Pilates trains you to, when possible, come back to a neutral pelvis on command – your happy place as far as the pelvis, hips and lower back is concerned. Your pelvic floor (PF) muscles (yes, I’m talking to you too guys – if you have a pelvis, you have pelvic floor muscles!), line the base of the pelvis. If you imagine your torso as a cylinder; the top of the cylinder being the diaphragm, wrapping around the sides are your transverse abdominals and at the base, your PF muscles.
When you are sitting or standing, running or jumping, there is immense gravitational pull of all our abdominal contents down onto the PF muscles…sometimes beyond what you have trained for. But there really is no need to pee your pants while doing double-unders. If this is happening, some PF attention is needed. The PF muscles work synergistically with other muscles of the torso to create intra-abdominal pressure, providing excellent support for the lumbar area. Just like any other muscle in the body, they need training too and especially if there has been previous trauma to those muscles (eg childbirth).
Spine placement
Your spine houses, supports and protects your spinal cord. VERY important job! The spine provides tiny channels for nerves to pass through and out to the rest of your body. If you have too much compression in any part of the spine, and that compresses a nerve, you will be interrupting messages to the organ or muscle that nerve travels to.
Pilates focuses on moving the spine with length in all directions, aiming to create maximum space between each vertebra to aid good communication between your central nervous system and the rest of your body. If your spine is stiff and inflexible, you are limiting yourself movement-wise and the likelihood of injuring your spine is increased.

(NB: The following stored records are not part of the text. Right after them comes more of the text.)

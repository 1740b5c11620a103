//! Command line tests
//!
//! These tests run the plugin binary the way a SIP003 host launches it.

use std::process::{Command, Output};

const SS_VARS: [&str; 5] = [
    "SS_REMOTE_HOST",
    "SS_REMOTE_PORT",
    "SS_LOCAL_HOST",
    "SS_LOCAL_PORT",
    "SS_PLUGIN_OPTIONS",
];

fn run_plugin(args: &[&str], env: &[(&str, &str)]) -> Output {
    let mut command = Command::new(env!("CARGO_BIN_EXE_sip003-adapter"));
    command.args(args).env_remove("RUST_LOG");
    for var in SS_VARS {
        command.env_remove(var);
    }
    command.envs(env.iter().copied());
    command.output().expect("Failed to run plugin binary")
}

/// A malformed options string is reported and the flags are used
#[test]
fn test_malformed_options_warning() {
    let output = run_plugin(
        &["--print-config"],
        &[
            ("SS_REMOTE_HOST", "203.0.113.10"),
            ("SS_REMOTE_PORT", "443"),
            ("SS_PLUGIN_OPTIONS", "mux=4;=oops"),
        ],
    );

    assert_eq!(output.status.code(), Some(0));
    let stderr = String::from_utf8_lossy(&output.stderr);
    assert!(stderr.contains("malformed plugin options"), "stderr: {}", stderr);
    assert!(stderr.contains("using flags only"), "stderr: {}", stderr);

    let doc: serde_json::Value = serde_json::from_slice(&output.stdout).unwrap();
    assert_eq!(doc["outbounds"][0]["settings"]["redirect"], "127.0.0.1:1080");
    assert_eq!(doc["outbounds"][0]["mux"]["concurrency"], 1);
}

/// Single-dash flags as passed through `plugin_args`
#[test]
fn test_single_dash_flags() {
    let output = run_plugin(
        &["-localPort", "2000", "-mux=0", "-print-config"],
        &[],
    );

    assert_eq!(output.status.code(), Some(0));
    let doc: serde_json::Value = serde_json::from_slice(&output.stdout).unwrap();
    assert_eq!(doc["inbounds"][0]["port"], 2000);
    assert!(doc["outbounds"][0].get("mux").is_none());
}

/// Configuration errors exit with the dedicated code
#[test]
fn test_config_error_exit_code() {
    let output = run_plugin(&["-localPort", "0", "-print-config"], &[]);
    assert_eq!(output.status.code(), Some(23));

    let output = run_plugin(
        &["--print-config"],
        &[("SS_REMOTE_HOST", "203.0.113.10"), ("SS_PLUGIN_OPTIONS", "mode=quic")],
    );
    assert_eq!(output.status.code(), Some(23));
    let stderr = String::from_utf8_lossy(&output.stderr);
    assert!(stderr.contains("unsupported mode: quic"), "stderr: {}", stderr);
}
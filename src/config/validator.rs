//! Configuration validator
//!
//! Last gate between merged parameters and synthesis. Checks run in a fixed
//! order: ports, transport mode, then the bind address list and host syntax.
//! On failure nothing typed is produced.

use log::warn;

use crate::config::defaults::{
    ADDR_SEPARATOR, KEY_LOCAL_ADDR, KEY_LOCAL_PORT, KEY_REMOTE_ADDR, KEY_REMOTE_PORT,
};
use crate::config::error::{ConfigError, Result};
use crate::config::resolver::RawParameters;
use crate::config::types::{EffectiveParameters, Host, TransportMode};

/// Validate merged parameters and produce [`EffectiveParameters`]
pub fn validate(raw: RawParameters) -> Result<EffectiveParameters> {
    let local_port = parse_port(KEY_LOCAL_PORT, &raw.endpoints.local_port)?;
    let remote_port = parse_port(KEY_REMOTE_PORT, &raw.endpoints.remote_port)?;

    let transport_mode = raw.mode.parse::<TransportMode>()?;
    if !transport_mode.is_implemented() {
        return Err(ConfigError::UnsupportedMode(transport_mode.to_string()));
    }

    let local_address = parse_local_addrs(&raw.endpoints.local_addr)?;
    let remote_address = raw
        .endpoints
        .remote_addr
        .parse::<Host>()
        .map_err(|reason| ConfigError::validation(KEY_REMOTE_ADDR, reason))?;

    Ok(EffectiveParameters {
        role: raw.role,
        local_address,
        local_port,
        remote_address,
        remote_port,
        transport_mode,
        websocket_path: raw.path,
        websocket_host: raw.host,
        mux_concurrency: raw.mux,
        log_level: raw.log_level,
        managed_network: raw.managed_network,
    })
}

/// Parse a port in 1..=65535
pub fn parse_port(field: &str, value: &str) -> Result<u16> {
    let port = value
        .trim()
        .parse::<u16>()
        .map_err(|e| ConfigError::parse(field, value, e.to_string()))?;

    if port == 0 {
        return Err(ConfigError::parse(field, value, "port must be between 1 and 65535"));
    }

    Ok(port)
}

/// Split a `|`-delimited bind address list
///
/// Empty segments are dropped; repeated addresses keep their first position.
pub fn parse_local_addrs(value: &str) -> Result<Vec<Host>> {
    let mut hosts: Vec<Host> = Vec::new();

    for segment in value.split(ADDR_SEPARATOR).map(str::trim) {
        if segment.is_empty() {
            continue;
        }

        let host = segment
            .parse::<Host>()
            .map_err(|reason| ConfigError::validation(KEY_LOCAL_ADDR, reason))?;

        if hosts.contains(&host) {
            warn!("Duplicate bind address {} ignored", host);
            continue;
        }
        hosts.push(host);
    }

    if hosts.is_empty() {
        return Err(ConfigError::validation(
            KEY_LOCAL_ADDR,
            format!("no bind address in {:?}", value),
        ));
    }

    Ok(hosts)
}

#[cfg(test)]
mod tests {
    use super::*;
    use crate::config::resolver::merge;
    use crate::config::source::OptionsSource;
    use crate::config::types::{FlagValues, RoleCapability};

    fn raw_with(pairs: &[(&str, &str)]) -> RawParameters {
        let options = OptionsSource::from_pairs(pairs.iter().copied());
        merge(&FlagValues::default(), Some(&options), RoleCapability::Dual)
    }

    #[test]
    fn test_parse_port_bounds() {
        assert_eq!(parse_port("localPort", "1"), Ok(1));
        assert_eq!(parse_port("localPort", "65535"), Ok(65535));
        assert!(matches!(parse_port("localPort", "0"), Err(ConfigError::Parse { .. })));
        assert!(matches!(parse_port("localPort", "70000"), Err(ConfigError::Parse { .. })));
        assert!(matches!(parse_port("localPort", "-1"), Err(ConfigError::Parse { .. })));
        assert!(matches!(parse_port("localPort", "http"), Err(ConfigError::Parse { .. })));
    }

    #[test]
    fn test_local_addr_list() {
        let hosts = parse_local_addrs("1.2.3.4|5.6.7.8").unwrap();
        assert_eq!(hosts.len(), 2);
        assert_eq!(hosts[0].to_string(), "1.2.3.4");
        assert_eq!(hosts[1].to_string(), "5.6.7.8");

        let hosts = parse_local_addrs("::|0.0.0.0|::").unwrap();
        assert_eq!(hosts.len(), 2);

        assert!(matches!(parse_local_addrs("||"), Err(ConfigError::Validation { .. })));
        assert!(matches!(parse_local_addrs(""), Err(ConfigError::Validation { .. })));
    }

    #[test]
    fn test_check_order_ports_before_mode() {
        let raw = raw_with(&[("localPort", "0"), ("mode", "quic-ish")]);
        let err = validate(raw).unwrap_err();
        assert_eq!(err.field(), Some("localPort"));
    }

    #[test]
    fn test_unknown_mode_rejected() {
        let raw = raw_with(&[("mode", "grpc")]);
        assert_eq!(
            validate(raw).unwrap_err(),
            ConfigError::UnsupportedMode("grpc".to_string())
        );
    }

    #[test]
    fn test_unimplemented_mode_rejected_before_addresses() {
        let raw = raw_with(&[("mode", "quic"), ("localAddr", "||")]);
        assert_eq!(
            validate(raw).unwrap_err(),
            ConfigError::UnsupportedMode("quic".to_string())
        );
    }

    #[test]
    fn test_bad_remote_host() {
        let raw = raw_with(&[("remoteAddr", "exa mple")]);
        let err = validate(raw).unwrap_err();
        assert_eq!(err.field(), Some("remoteAddr"));
    }

    #[test]
    fn test_valid_defaults() {
        let params = validate(merge(&FlagValues::default(), None, RoleCapability::Dual)).unwrap();
        assert_eq!(params.local_port(), 1984);
        assert_eq!(params.remote_port(), 1080);
        assert_eq!(params.local_address().len(), 1);
        assert_eq!(params.transport_mode(), TransportMode::Websocket);
    }
}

Shoulder awareness, stability and flexibility
This is a huge area for crossfitters. Olympic lifting, press ups, pull ups, kettlebell swings, muscle ups, wall balls…all key parts of crossfit and also all reliant on excellent support from the entire shoulder girdle. Not just the shoulder blades, but also the clavicle. This plus the sternum, ribs, muscles and ligaments, help to be able to move the arm and hand to do whatever it is you’re doing; pushing, pulling, lifting, throwing etc. Once again, if your shoulder blades tend to be locked in place due to sitting at the computer all day, or conversely, are too slack, then you may well be limiting yourself or increasing your chances of doing yourself some mischief in that area. Pilates aims to build greater dynamic stability and awareness of the shoulder girdle.

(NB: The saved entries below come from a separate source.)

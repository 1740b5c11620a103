//! Parameter sources
//!
//! This module defines the key/value lookup contract the resolver reads
//! overrides through, and the options channel the SIP003 host fills in
//! through environment variables.

use std::collections::HashMap;
use std::env;
use log::debug;

use crate::config::defaults::{
    ENV_LOCAL_HOST, ENV_LOCAL_PORT, ENV_PLUGIN_OPTIONS, ENV_REMOTE_HOST, ENV_REMOTE_PORT,
    KEY_LOCAL_ADDR, KEY_LOCAL_PORT, KEY_REMOTE_ADDR, KEY_REMOTE_PORT,
};
use crate::config::error::Result;
use crate::config::plugin_opts::PluginOptions;
use crate::config::types::ValueSource;

/// Key/value parameter source
#[cfg_attr(test, mockall::automock)]
pub trait ParameterSource {
    /// Value for `key`, `None` when the key is absent
    fn get(&self, key: &str) -> Option<String>;

    /// Get the source type
    fn source_type(&self) -> ValueSource;
}

/// The options channel populated by the SIP003 host
#[derive(Debug, Clone, Default, PartialEq, Eq)]
pub struct OptionsSource {
    values: HashMap<String, String>,
}

impl OptionsSource {
    /// Create a source from explicit key/value pairs
    ///
    /// A repeated key keeps its last value.
    pub fn from_pairs<I, K, V>(pairs: I) -> Self
    where
        I: IntoIterator<Item = (K, V)>,
        K: Into<String>,
        V: Into<String>,
    {
        Self {
            values: pairs
                .into_iter()
                .map(|(k, v)| (k.into(), v.into()))
                .collect(),
        }
    }

    /// Read the options channel from the process environment
    ///
    /// Returns `Ok(None)` when the host did not set `SS_REMOTE_HOST`.
    pub fn from_env() -> Result<Option<Self>> {
        Self::from_lookup(|name| env::var(name).ok())
    }

    /// Read the options channel through an arbitrary variable lookup
    pub fn from_lookup<F>(lookup: F) -> Result<Option<Self>>
    where
        F: Fn(&str) -> Option<String>,
    {
        let remote_host = match lookup(ENV_REMOTE_HOST) {
            Some(host) if !host.is_empty() => host,
            _ => {
                debug!("{} not set, no plugin options channel", ENV_REMOTE_HOST);
                return Ok(None);
            }
        };

        let mut values = HashMap::new();
        values.insert(KEY_REMOTE_ADDR.to_string(), remote_host);

        let env_keys = [
            (ENV_REMOTE_PORT, KEY_REMOTE_PORT),
            (ENV_LOCAL_HOST, KEY_LOCAL_ADDR),
            (ENV_LOCAL_PORT, KEY_LOCAL_PORT),
        ];
        for (env_name, key) in env_keys {
            if let Some(value) = lookup(env_name) {
                debug!("Found environment variable {}={}", env_name, value);
                values.insert(key.to_string(), value);
            }
        }

        if let Some(raw) = lookup(ENV_PLUGIN_OPTIONS).filter(|s| !s.is_empty()) {
            debug!("Parsing {}={}", ENV_PLUGIN_OPTIONS, raw);
            let options = PluginOptions::parse(&raw)?;

            // Plugin options win over the SS_* variables; within the options
            // string the first occurrence of a key wins.
            let mut seen = Vec::new();
            for (key, value) in options.iter() {
                if seen.contains(&key) {
                    continue;
                }
                seen.push(key);
                values.insert(key.to_string(), value.to_string());
            }
        }

        Ok(Some(Self { values }))
    }

    /// Whether the channel carries `key`
    pub fn contains(&self, key: &str) -> bool {
        self.values.contains_key(key)
    }

    pub fn len(&self) -> usize {
        self.values.len()
    }

    pub fn is_empty(&self) -> bool {
        self.values.is_empty()
    }
}

impl ParameterSource for OptionsSource {
    fn get(&self, key: &str) -> Option<String> {
        self.values.get(key).cloned()
    }

    fn source_type(&self) -> ValueSource {
        ValueSource::Options
    }
}
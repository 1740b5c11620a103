//! Default configuration values
//!
//! This module provides default values for configuration options.
//! It is the single source of truth for flag defaults, option key names
//! and the fixed protocol constants shared with the engine.

// Flag defaults

/// Default local address
pub const LOCAL_ADDR: &str = "127.0.0.1";

/// Default local port
pub const LOCAL_PORT: &str = "1984";

/// Default remote address
pub const REMOTE_ADDR: &str = "127.0.0.1";

/// Default remote port
pub const REMOTE_PORT: &str = "1080";

/// Default websocket path
pub const PATH: &str = "/";

/// Default websocket `Host` header
pub const HOST: &str = "cloudfront.com";

/// Default transport mode
pub const MODE: &str = "websocket";

/// Default mux concurrency, non-zero enables multiplexing
pub const MUX: u16 = 1;

/// Default log level
pub const LOG_LEVEL: &str = "warning";

// Option keys, shared by flags and the options channel

pub const KEY_LOCAL_ADDR: &str = "localAddr";
pub const KEY_LOCAL_PORT: &str = "localPort";
pub const KEY_REMOTE_ADDR: &str = "remoteAddr";
pub const KEY_REMOTE_PORT: &str = "remotePort";
pub const KEY_PATH: &str = "path";
pub const KEY_HOST: &str = "host";
pub const KEY_MODE: &str = "mode";
pub const KEY_MUX: &str = "mux";
pub const KEY_SERVER: &str = "server";
pub const KEY_LOG_LEVEL: &str = "loglevel";
pub const KEY_MANAGED_NETWORK: &str = "__android_vpn";

// SIP003 environment protocol

pub const ENV_REMOTE_HOST: &str = "SS_REMOTE_HOST";
pub const ENV_REMOTE_PORT: &str = "SS_REMOTE_PORT";
pub const ENV_LOCAL_HOST: &str = "SS_LOCAL_HOST";
pub const ENV_LOCAL_PORT: &str = "SS_LOCAL_PORT";
pub const ENV_PLUGIN_OPTIONS: &str = "SS_PLUGIN_OPTIONS";

/// Separator between bind addresses in `localAddr`
pub const ADDR_SEPARATOR: char = '|';

/// Loopback placeholder the forwarding inbound points at
pub const LOOPBACK_HOST: &str = "127.0.0.1";

/// Reserved hostname telling the dispatcher that inbound connections carry
/// multiplexed sessions and must be demultiplexed before forwarding.
///
/// This is a wire contract with the engine and must never change.
pub const MUX_COOL_HOST: &str = "v1.mux.cool";

/// Engine started when no `--engine` flag is given
pub const ENGINE_BIN: &str = "v2ray";

/// Arguments making the default engine read a JSON document from stdin
pub const ENGINE_ARGS: [&str; 5] = ["run", "-format", "json", "-config", "stdin:"];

So can crossfit and pilates be friends? SURE they can. And interestingly, both disciplines have their roots in gymnastics (Joseph Pilates was a circus performer, gymnast and boxer).
A friend of mine once lent me a book called The Talent Code. It’s a fantastic book documenting research revealing that myelin, once considered an inert form of insulation for brain cells, may be the holy grail of acquiring skill. The book follows nine “hotbeds” (places that continuously churn out elite, kick-ass athletes). They found that half the time they were training high intensity in short bursts, but the other half of the time was spent performing painstakingly slow and concentrated movements in the areas where they need the most work…breaking down their movements to the smallest increments of movement and repeating it over and over again. This has proven to grow myelin sheath around axons which in turn cements the movement into your brain so that when you speed it up, it happens very naturally and without much thought. Check out the animation: http://thetalentcode.com/myelin/. I think of pilates as helping manufacture and reinforce positive movement patterns by slowing it down, using imagery and taking time to concentrate on what your doing. With practice and repetition, these improved patterns can cross over into your more dynamic WOD’s making you a more efficient mover.